Um amigo me indaga sobre a crônica publicada há três semanas em que trato do meu apego a João Pessoa, em detrimento de outras cidades...

O caminho de volta

Um amigo me indaga sobre a crônica publicada há três semanas em que trato do meu apego a João Pessoa, em detrimento de outras cidades, a exemplo de São Paulo.

O problema não é das metrópoles, é meu, inteiramente meu. Em verdade não andei muito, mas das poucas vezes em que me achei fora de casa, achei-me, também, fora de mim. Não me encontro em qualquer das situações, mais cômoda e animada que pareça. A vontade é voltar, entrar na ruazinha estreita e sinuosa de Cruz das Armas, medir-me com o muro baixo, a casinha em que, andando a pé, avista-se o telhado de lodo e heras.

Rua das Trincheiras Petrônio Souto
Já descrevi esse embotamento na Terra da Garoa:

“Passei quatro dias sem dar uma palavra, a não ser o convencional bom-dia aos porteiros do hotel, nem sempre levado em conta. Já estava me convencendo de que os outros também não falavam. Uma multidão sem vozes a se apertar entre os espigões. Descia o hotel, atravessava a rua, deixava-me ir na correnteza humana, a angústia numa opressão maior que o peso geral dos edifícios. Já sabia onde entrar, como sair, mas perguntava pela rua tal só pelo prazer de ouvir alguém falando. Não pretendia comprar e abordava os rapazes das lojas. Todas as noites recolhia-me ao quarto do hotel com tristeza. Uma sensação de desamparo, de criança perdida, embora me achasse entre tantos milhões de semelhantes."
São Paulo Wilfredor
Não adianta insistir. Recentemente tive bom hotel, boas companhias, mas a grande alegria foi quando marcaram a passagem de volta.

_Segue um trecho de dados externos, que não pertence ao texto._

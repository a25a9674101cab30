//! Index-addressed bounding volume hierarchy
//!
//! Nodes and leaf payloads live in two growable arrays and refer to each
//! other by index, never by address — internal reallocation can move
//! storage, so a pointer-based tree would dangle (the arena+index pattern).
//! The tree is built once through [`Bvh::add_root`] / [`Bvh::add_children`] /
//! [`Bvh::set_leaf`] and queried many times.

use crate::containers::Array;
use crate::geom::Aabb;

/// One node of the hierarchy
///
/// A node either has two children or carries a leaf payload index, never
/// both. A freshly added node has neither until the build step decides.
#[derive(Debug, Clone, Copy)]
pub struct BvhNode {
    /// Bounds of everything beneath this node
    pub aabb: Aabb,
    /// Parent node index; `None` for the root
    pub parent: Option<u32>,
    /// Left/right child node indices
    pub children: Option<(u32, u32)>,
    /// Index into the leaf payload array
    pub leaf: Option<u32>,
}

/// Binary AABB tree with per-leaf payloads
///
/// `L` is the leaf payload type — for collision meshes, a contiguous run of
/// triangles. The root is always node 0.
#[derive(Debug, Clone)]
pub struct Bvh<L> {
    nodes: Array<BvhNode>,
    leaves: Array<L>,
}

impl<L> Default for Bvh<L> {
    fn default() -> Self {
        Self::new()
    }
}

impl<L> Bvh<L> {
    /// Create an empty tree
    #[must_use]
    pub const fn new() -> Self {
        Self {
            nodes: Array::new(),
            leaves: Array::new(),
        }
    }

    /// Add the root node covering `aabb`
    ///
    /// Must be the first operation on the tree. Returns the root index
    /// (always 0).
    ///
    /// # Panics
    /// Panics if the tree already has a root.
    pub fn add_root(&mut self, aabb: Aabb) -> u32 {
        assert!(self.nodes.is_empty(), "bvh already has a root");
        self.nodes.push(BvhNode {
            aabb,
            parent: None,
            children: None,
            leaf: None,
        });
        0
    }

    /// Split `parent` into two children covering `left_aabb` and `right_aabb`
    ///
    /// The parent's AABB is widened to the union of the two child boxes.
    /// Returns the (left, right) node indices.
    ///
    /// # Panics
    /// Panics if `parent` is out of range or already has children or a leaf.
    pub fn add_children(&mut self, parent: u32, left_aabb: Aabb, right_aabb: Aabb) -> (u32, u32) {
        let parent_idx = parent as usize;
        assert!(
            self.nodes[parent_idx].children.is_none(),
            "bvh node {parent} already has children"
        );
        assert!(
            self.nodes[parent_idx].leaf.is_none(),
            "bvh node {parent} already carries a leaf"
        );

        let left = self.nodes.len() as u32;
        let right = left + 1;
        self.nodes.push(BvhNode {
            aabb: left_aabb,
            parent: Some(parent),
            children: None,
            leaf: None,
        });
        self.nodes.push(BvhNode {
            aabb: right_aabb,
            parent: Some(parent),
            children: None,
            leaf: None,
        });

        let node = &mut self.nodes[parent_idx];
        node.children = Some((left, right));
        node.aabb = left_aabb.union(&right_aabb);
        (left, right)
    }

    /// Attach a leaf payload to `node`
    ///
    /// A node that is already a leaf has its payload overwritten in place.
    /// Returns the payload index.
    ///
    /// # Panics
    /// Panics if `node` is out of range or has children.
    pub fn set_leaf(&mut self, node: u32, payload: L) -> u32 {
        let node_idx = node as usize;
        assert!(
            self.nodes[node_idx].children.is_none(),
            "bvh node {node} has children and cannot become a leaf"
        );
        if let Some(existing) = self.nodes[node_idx].leaf {
            self.leaves[existing as usize] = payload;
            existing
        } else {
            let index = self.leaves.len() as u32;
            self.leaves.push(payload);
            self.nodes[node_idx].leaf = Some(index);
            index
        }
    }

    /// Node at `index`
    ///
    /// # Panics
    /// Panics if `index` is out of range.
    #[must_use]
    pub fn node(&self, index: u32) -> &BvhNode {
        &self.nodes[index as usize]
    }

    /// Leaf payload at `index`
    ///
    /// # Panics
    /// Panics if `index` is out of range.
    #[must_use]
    pub fn leaf(&self, index: u32) -> &L {
        &self.leaves[index as usize]
    }

    /// The root node, if the tree has one
    #[must_use]
    pub fn root(&self) -> Option<&BvhNode> {
        if self.nodes.is_empty() {
            None
        } else {
            Some(&self.nodes[0])
        }
    }

    /// Number of nodes
    #[must_use]
    pub fn node_count(&self) -> usize {
        self.nodes.len()
    }

    /// Number of leaf payloads
    #[must_use]
    pub fn leaf_count(&self) -> usize {
        self.leaves.len()
    }

    /// Iterate over the nodes in index order
    pub fn nodes(&self) -> impl Iterator<Item = &BvhNode> {
        self.nodes.iter()
    }

    /// Remove all nodes and leaves
    pub fn clear(&mut self) {
        self.nodes.clear();
        self.leaves.clear();
    }
}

Quanto mais para o interior da terra, mais para o interior de mim. Campina Grande, então, é a viagem mais completa. Tanto no tempo quanto no espaço: a ponte, o canavial, o Açude Velho, os Paus Grandes, a rua do Sertão, eu em pessoa. Da ponte do Sanhauá até o meu interior, não só o hinterland, mas a alma mesma. A infância que ficou em cada pau d´arco dos caminhos, que remanesce no pequeno cais que era tão alto e comprido e de onde se avistava o começo e o fim do mundo, hoje despercebido.

Rua da União (Recife)
Até Recife, que é de uma mesma natureza, me parece estrangeiro. Por mais que eu admire os recifenses e os pernambucanos como um todo. Cidade que tinha tudo para eu amar e gostar, desde o casario navegante e das avenidas fluviais aos fantasmas das revoluções libertárias. Recife inventado para a tristeza cósmica de Augusto dos Anjos.

Não vejo a Rua da União, nem o “Recife bom, Recife brasileiro como a casa do meu avô”. Os novos mascates da miséria o encobriram, passaram por cima das lajes históricas, acamparam nas inscrições e caminhos sacros.

Diferente de João Pessoa, que recebe no centro, no âmago urbano, bem no coração. O interiorano desce na estação e, mesmo a pé, sem vintém, chega a Tambaú por uma reta de sombras, dos oitis da Pedro Américo aos coqueiros de Cabral Batista.

Convenço-me, assim, de que o melhor da viagem é o caminho de volta, a curva do Conde e as casinhas de telhados visíveis da avenida Cruz das Armas, onde dorme para sempre o meu irmão Durval Leal.